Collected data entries
■ ■ ■

use std::sync::OnceLock;
use tokio::fs;
use tokio::net::TcpListener;
use tracing::info;

use crate::models::service_config::ServiceConfig;

static CONFIG_CACHE: OnceLock<ServiceConfig> = OnceLock::new();

pub async fn init_config_and_bind() -> Result<TcpListener, String> {
    let file_path = "reader.json";

    let data = fs::read_to_string(file_path)
        .await
        .map_err(|e| format!("File read Error: {e} {file_path}"))?;

    let mut config: ServiceConfig =
        serde_json::from_str(&data).map_err(|e| format!("JSON Parse Error: {e}"))?;

    let bind_addr = format!("{}:{}", config.connection.ip, config.connection.port);

    let listener = TcpListener::bind(&bind_addr)
        .await
        .map_err(|e| format!("Bind failed: {e}"))?;

    let actual_port = listener
        .local_addr()
        .map_err(|e| format!("Addr error: {e}"))?
        .port();

    // Port 0 in the config means "pick one"; record what we got.
    config.connection.port = actual_port;

    CONFIG_CACHE
        .set(config)
        .map_err(|_| "Config already initialized".to_string())?;

    info!("Config initialized with dynamic port: {}", actual_port);

    Ok(listener)
}

pub fn get_cached_config() -> &'static ServiceConfig {
    CONFIG_CACHE.get().expect("Config not initialized")
}
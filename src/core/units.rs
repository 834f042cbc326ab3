// Physical unit conversion and time/sample-index mapping

use crate::core::error::{BrkError, Result};
use crate::core::format::NsxChannelHeader;

/// Analog units an NSx channel may declare. Anything else in the unit
/// field is a decode error.
#[derive(Debug, Clone, Copy, PartialEq, Eq)]
pub enum AnalogUnit {
    MicroVolt,
    MilliVolt,
}

impl AnalogUnit {
    pub fn parse(unit: &str) -> Result<Self> {
        match unit {
            "uV" | "\u{00B5}V" => Ok(AnalogUnit::MicroVolt),
            "mV" => Ok(AnalogUnit::MilliVolt),
            other => Err(BrkError::UnknownUnit(other.to_string())),
        }
    }

    /// Multiplier into microvolts.
    pub fn correction(&self) -> f64 {
        match self {
            AnalogUnit::MicroVolt => 1.0,
            AnalogUnit::MilliVolt => 1000.0,
        }
    }
}

/// Affine raw-to-microvolt map for one channel, derived from its declared
/// digital and analog ranges.
#[derive(Debug, Clone, Copy, PartialEq)]
pub struct ChannelScale {
    min_digital: f64,
    range_digital: f64,
    min_analog: f64,
    range_analog: f64,
    correction: f64,
}

impl ChannelScale {
    pub fn new(
        min_digital: i16,
        max_digital: i16,
        min_analog: i16,
        max_analog: i16,
        unit: AnalogUnit,
    ) -> Result<Self> {
        if max_digital <= min_digital {
            return Err(BrkError::CorruptFile(format!(
                "degenerate digital range [{}, {}]",
                min_digital, max_digital
            )));
        }
        if max_analog <= min_analog {
            return Err(BrkError::CorruptFile(format!(
                "degenerate analog range [{}, {}]",
                min_analog, max_analog
            )));
        }
        Ok(Self {
            min_digital: min_digital as f64,
            range_digital: (max_digital as i32 - min_digital as i32) as f64,
            min_analog: min_analog as f64,
            range_analog: (max_analog as i32 - min_analog as i32) as f64,
            correction: unit.correction(),
        })
    }

    pub fn from_channel_header(header: &NsxChannelHeader) -> Result<Self> {
        let unit = AnalogUnit::parse(&header.unit_str())?;
        Self::new(
            header.min_digital_value,
            header.max_digital_value,
            header.min_analog_value,
            header.max_analog_value,
            unit,
        )
    }

    /// Converts one raw sample to microvolts.
    pub fn convert(&self, raw: i16) -> f32 {
        ((((raw as f64 - self.min_digital) / self.range_digital) * self.range_analog
            + self.min_analog)
            * self.correction) as f32
    }
}

/// Millisecond/sample-index/tick translation at a fixed sampling rate.
#[derive(Debug, Clone, Copy, PartialEq)]
pub struct TimeBase {
    sampling_rate: f64,
}

impl TimeBase {
    pub fn new(sampling_rate: f64) -> Self {
        Self { sampling_rate }
    }

    /// Sampling rate derived from an NSx header: base ticks per second
    /// divided by the sampling period.
    pub fn from_nsx(time_resolution: u32, sampling_period: u32) -> Self {
        Self::new(time_resolution as f64 / sampling_period as f64)
    }

    pub fn sampling_rate(&self) -> f64 {
        self.sampling_rate
    }

    /// Sample index of a millisecond time, floor-rounded. Both the count
    /// and the fetch path use this so windows stay consistent.
    pub fn index_at_ms(&self, ms: i64) -> i64 {
        (self.sampling_rate * ms as f64 / 1000.0) as i64
    }

    /// Length in milliseconds of `samples` samples.
    pub fn ms_at_index(&self, samples: i64) -> i64 {
        (1000.0 * samples as f64 / self.sampling_rate) as i64
    }
}

/// Converts milliseconds to clock ticks at `resolution` ticks per second.
pub fn ms_to_ticks(ms: i64, resolution: u32) -> u64 {
    (ms as f64 * resolution as f64 / 1000.0) as u64
}

/// Converts clock ticks back to milliseconds.
pub fn ticks_to_ms(ticks: u64, resolution: u32) -> i64 {
    (ticks as f64 * 1000.0 / resolution as f64) as i64
}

■ ■ ■

__Exercise description__. Search the entries for the string "TcpListener" and return each line where it turns up.

__Answer section__.
use tokio::net::TcpListener;
pub async fn init_config_and_bind() -> Result<TcpListener, String> {
    let listener = TcpListener::bind(&bind_addr)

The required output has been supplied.